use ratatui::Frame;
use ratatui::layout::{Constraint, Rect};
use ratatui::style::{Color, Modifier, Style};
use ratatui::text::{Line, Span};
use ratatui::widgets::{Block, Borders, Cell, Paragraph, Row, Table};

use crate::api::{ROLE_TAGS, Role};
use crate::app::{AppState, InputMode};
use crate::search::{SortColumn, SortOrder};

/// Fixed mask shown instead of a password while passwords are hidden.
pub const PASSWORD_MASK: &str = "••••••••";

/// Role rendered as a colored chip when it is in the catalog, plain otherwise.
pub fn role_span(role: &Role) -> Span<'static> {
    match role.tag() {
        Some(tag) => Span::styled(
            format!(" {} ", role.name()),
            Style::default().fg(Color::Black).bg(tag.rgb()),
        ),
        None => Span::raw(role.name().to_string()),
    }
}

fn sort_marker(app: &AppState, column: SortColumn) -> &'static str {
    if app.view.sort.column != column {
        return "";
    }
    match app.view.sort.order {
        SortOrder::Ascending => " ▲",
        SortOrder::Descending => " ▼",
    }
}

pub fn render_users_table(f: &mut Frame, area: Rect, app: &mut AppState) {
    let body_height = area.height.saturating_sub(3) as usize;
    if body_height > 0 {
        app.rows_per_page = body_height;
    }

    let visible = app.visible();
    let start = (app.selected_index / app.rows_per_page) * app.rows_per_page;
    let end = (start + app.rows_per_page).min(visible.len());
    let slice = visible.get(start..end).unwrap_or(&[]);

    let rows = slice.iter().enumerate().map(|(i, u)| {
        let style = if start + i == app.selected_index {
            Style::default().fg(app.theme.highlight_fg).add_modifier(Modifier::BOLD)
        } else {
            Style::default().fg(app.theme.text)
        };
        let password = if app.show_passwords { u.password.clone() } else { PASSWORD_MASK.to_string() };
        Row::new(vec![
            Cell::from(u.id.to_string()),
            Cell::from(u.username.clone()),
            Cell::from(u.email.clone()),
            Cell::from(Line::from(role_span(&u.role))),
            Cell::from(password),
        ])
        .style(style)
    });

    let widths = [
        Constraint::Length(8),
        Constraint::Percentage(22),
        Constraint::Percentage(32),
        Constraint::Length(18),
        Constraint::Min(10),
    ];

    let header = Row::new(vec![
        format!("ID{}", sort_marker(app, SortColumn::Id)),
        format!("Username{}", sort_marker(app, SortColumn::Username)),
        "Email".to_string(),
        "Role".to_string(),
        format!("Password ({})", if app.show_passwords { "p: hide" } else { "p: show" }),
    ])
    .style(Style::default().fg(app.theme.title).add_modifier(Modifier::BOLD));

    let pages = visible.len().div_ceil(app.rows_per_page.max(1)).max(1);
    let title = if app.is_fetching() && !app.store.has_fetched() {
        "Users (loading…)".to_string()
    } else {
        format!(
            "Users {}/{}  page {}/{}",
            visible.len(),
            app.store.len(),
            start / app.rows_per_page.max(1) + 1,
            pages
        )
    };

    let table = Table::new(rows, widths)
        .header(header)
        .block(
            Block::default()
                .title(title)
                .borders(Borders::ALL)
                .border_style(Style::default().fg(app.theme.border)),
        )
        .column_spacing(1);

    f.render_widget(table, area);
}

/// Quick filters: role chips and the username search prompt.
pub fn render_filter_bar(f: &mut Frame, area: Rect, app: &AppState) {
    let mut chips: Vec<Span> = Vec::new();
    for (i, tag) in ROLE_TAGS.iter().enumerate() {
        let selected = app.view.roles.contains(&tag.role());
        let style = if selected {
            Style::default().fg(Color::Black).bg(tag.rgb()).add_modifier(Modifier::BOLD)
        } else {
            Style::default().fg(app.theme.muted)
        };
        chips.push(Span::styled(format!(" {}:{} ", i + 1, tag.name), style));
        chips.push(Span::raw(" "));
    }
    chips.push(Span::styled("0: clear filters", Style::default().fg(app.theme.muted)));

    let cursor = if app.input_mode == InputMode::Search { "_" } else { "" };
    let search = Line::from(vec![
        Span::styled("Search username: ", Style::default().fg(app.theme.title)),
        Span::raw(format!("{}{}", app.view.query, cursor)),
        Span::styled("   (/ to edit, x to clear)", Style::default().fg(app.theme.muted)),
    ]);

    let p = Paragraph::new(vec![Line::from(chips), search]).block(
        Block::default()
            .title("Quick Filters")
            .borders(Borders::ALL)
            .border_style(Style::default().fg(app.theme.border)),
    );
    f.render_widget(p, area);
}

§

## ACTIVITY
Nothing above should be left out; write out every record exactly.

## YOUR SOLUTION
use ratatui::Frame;
use ratatui::layout::{Constraint, Rect};
use ratatui::style::{Color, Modifier, Style};
use ratatui::text::{Line, Span};
use ratatui::widgets::{Block, Borders, Cell, Paragraph, Row, Table};

use crate::api::{ROLE_TAGS, Role};
use crate::app::{AppState, InputMode};
use crate::search::{SortColumn, SortOrder};

/// Fixed mask shown instead of a password while passwords are hidden.
pub const PASSWORD_MASK: &str = "••••••••";

/// Role rendered as a colored chip when it is in the catalog, plain otherwise.
pub fn role_span(role: &Role) -> Span<'static> {
    match role.tag() {
        Some(tag) => Span::styled(
            format!(" {} ", role.name()),
            Style::default().fg(Color::Black).bg(tag.rgb()),
        ),
        None => Span::raw(role.name().to_string()),
    }
}

fn sort_marker(app: &AppState, column: SortColumn) -> &'static str {
    if app.view.sort.column != column {
        return "";
    }
    match app.view.sort.order {
        SortOrder::Ascending => " ▲",
        SortOrder::Descending => " ▼",
    }
}

pub fn render_users_table(f: &mut Frame, area: Rect, app: &mut AppState) {
    let body_height = area.height.saturating_sub(3) as usize;
    if body_height > 0 {
        app.rows_per_page = body_height;
    }

    let visible = app.visible();
    let start = (app.selected_index / app.rows_per_page) * app.rows_per_page;
    let end = (start + app.rows_per_page).min(visible.len());
    let slice = visible.get(start..end).unwrap_or(&[]);

    let rows = slice.iter().enumerate().map(|(i, u)| {
        let style = if start + i == app.selected_index {
            Style::default().fg(app.theme.highlight_fg).add_modifier(Modifier::BOLD)
        } else {
            Style::default().fg(app.theme.text)
        };
        let password = if app.show_passwords { u.password.clone() } else { PASSWORD_MASK.to_string() };
        Row::new(vec![
            Cell::from(u.id.to_string()),
            Cell::from(u.username.clone()),
            Cell::from(u.email.clone()),
            Cell::from(Line::from(role_span(&u.role))),
            Cell::from(password),
        ])
        .style(style)
    });

    let widths = [
        Constraint::Length(8),
        Constraint::Percentage(22),
        Constraint::Percentage(32),
        Constraint::Length(18),
        Constraint::Min(10),
    ];

    let header = Row::new(vec![
        format!("ID{}", sort_marker(app, SortColumn::Id)),
        format!("Username{}", sort_marker(app, SortColumn::Username)),
        "Email".to_string(),
        "Role".to_string(),
        format!("Password ({})", if app.show_passwords { "p: hide" } else { "p: show" }),
    ])
    .style(Style::default().fg(app.theme.title).add_modifier(Modifier::BOLD));

    let pages = visible.len().div_ceil(app.rows_per_page.max(1)).max(1);
    let title = if app.is_fetching() && !app.store.has_fetched() {
        "Users (loading…)".to_string()
    } else {
        format!(
            "Users {}/{}  page {}/{}",
            visible.len(),
            app.store.len(),
            start / app.rows_per_page.max(1) + 1,
            pages
        )
    };

    let table = Table::new(rows, widths)
        .header(header)
        .block(
            Block::default()
                .title(title)
                .borders(Borders::ALL)
                .border_style(Style::default().fg(app.theme.border)),
        )
        .column_spacing(1);

    f.render_widget(table, area);
}

/// Quick filters: role chips and the username search prompt.
pub fn render_filter_bar(f: &mut Frame, area: Rect, app: &AppState) {
    let mut chips: Vec<Span> = Vec::new();
    for (i, tag) in ROLE_TAGS.iter().enumerate() {
        let selected = app.view.roles.contains(&tag.role());
        let style = if selected {
            Style::default().fg(Color::Black).bg(tag.rgb()).add_modifier(Modifier::BOLD)
        } else {
            Style::default().fg(app.theme.muted)
        };
        chips.push(Span::styled(format!(" {}:{} ", i + 1, tag.name), style));
        chips.push(Span::raw(" "));
    }
    chips.push(Span::styled("0: clear filters", Style::default().fg(app.theme.muted)));

    let cursor = if app.input_mode == InputMode::Search { "_" } else { "" };
    let search = Line::from(vec![
        Span::styled("Search username: ", Style::default().fg(app.theme.title)),
        Span::raw(format!("{}{}", app.view.query, cursor)),
        Span::styled("   (/ to edit, x to clear)", Style::default().fg(app.theme.muted)),
    ]);

    let p = Paragraph::new(vec![Line::from(chips), search]).block(
        Block::default()
            .title("Quick Filters")
            .borders(Borders::ALL)
            .border_style(Style::default().fg(app.theme.border)),
    );
    f.render_widget(p, area);
}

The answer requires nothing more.